2) The global update kernel processes M chains, each of which contains n sub-density evaluations. These Mn tasks can be allocated to CUDA blocks and threads in many combinations. The number of blocks ranges from 1 to M; within each block, 1 to n tasks are allocated to each thread. Combi- nations which allocate the work of a chain into separate blocks are not examined because this would require communication between different blocks during chain updates (which is expensive since the Global GPU memory needs to be used instead of the Shared memory). For each(M, n) setting, the combination of blocks and tasks per thread which maximizes the kernel’s throughput is chosen. For example, when few PT chains are used, there is not enough parallelism in the inter-chain level. It is then beneficial to assign each sub-density (task) of each chain to a separate thread to introduce as much intra-chain parallelism as possible. On the other hand, when the number of chains reaches a few thousands, it is preferable to assign more one sub-density task to each thread, because 1) there is
now enough inter-chain parallelism to saturate the device, 2) inter-chain parallelism does not require a reduction, unlike intra-chain parallelism. The above optimization is described in detail in Section 3.6.4 and leads to increased GPU utilization compared to Lee et al. [16] (also considering that much larger data sets are used compared to [16]).
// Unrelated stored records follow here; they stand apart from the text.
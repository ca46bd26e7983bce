use campus_cart::identity::Identity;
use tracing::info;

use crate::config::SessionConfig;

use super::{render, session};

pub(super) async fn run(config: &SessionConfig) -> Result<(), String> {
    let identity = config.identity();

    if !identity.is_authenticated() {
        return Err("logout requires --user-id".to_string());
    }

    let mut store = session::open(config).await?;

    store.settle().await;
    store.set_identity(Identity::Anonymous).await;

    info!(key = ?store.storage_key(), "signed out");

    render::print_cart(store.state(), config)
}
3) Reduction operations inside the density computation of each chain are unrolled using the technique proposed in [142]. After the independent sub-densities are computed by the threads, they need to be summed to get the likelihood. This requires communication between threads through the shared memory. Although this reduction can be easily done using a reduction tree, this forces half of the threads to be inactive in the first tree stage, 75% of the threads to be inactive in the second stage, etc. In the proposed implementation, the technique proposed in [142], which completely unrolls the reduction calculations and minimizes thread imbalance is applied.
4) The implementation of Lee et al. [16] stores all the data in the GPU’s constant memory (typically limited to a few dozens of KBs). This is possible because the data sizes used are small (100 data point, 4 bytes each). Here, data are stored in global GPU memory, which is a realistic strategy given the data sizes in real applications. During execution, data are moved, in chunks, to the shared memory of all blocks. All the chains of a block can use the data to compute part of the log-density before the next chunk is read, increasing the compute-to-memory ratio of the kernel by a factor equal to the number of chains per block (ranging from 2 to 32).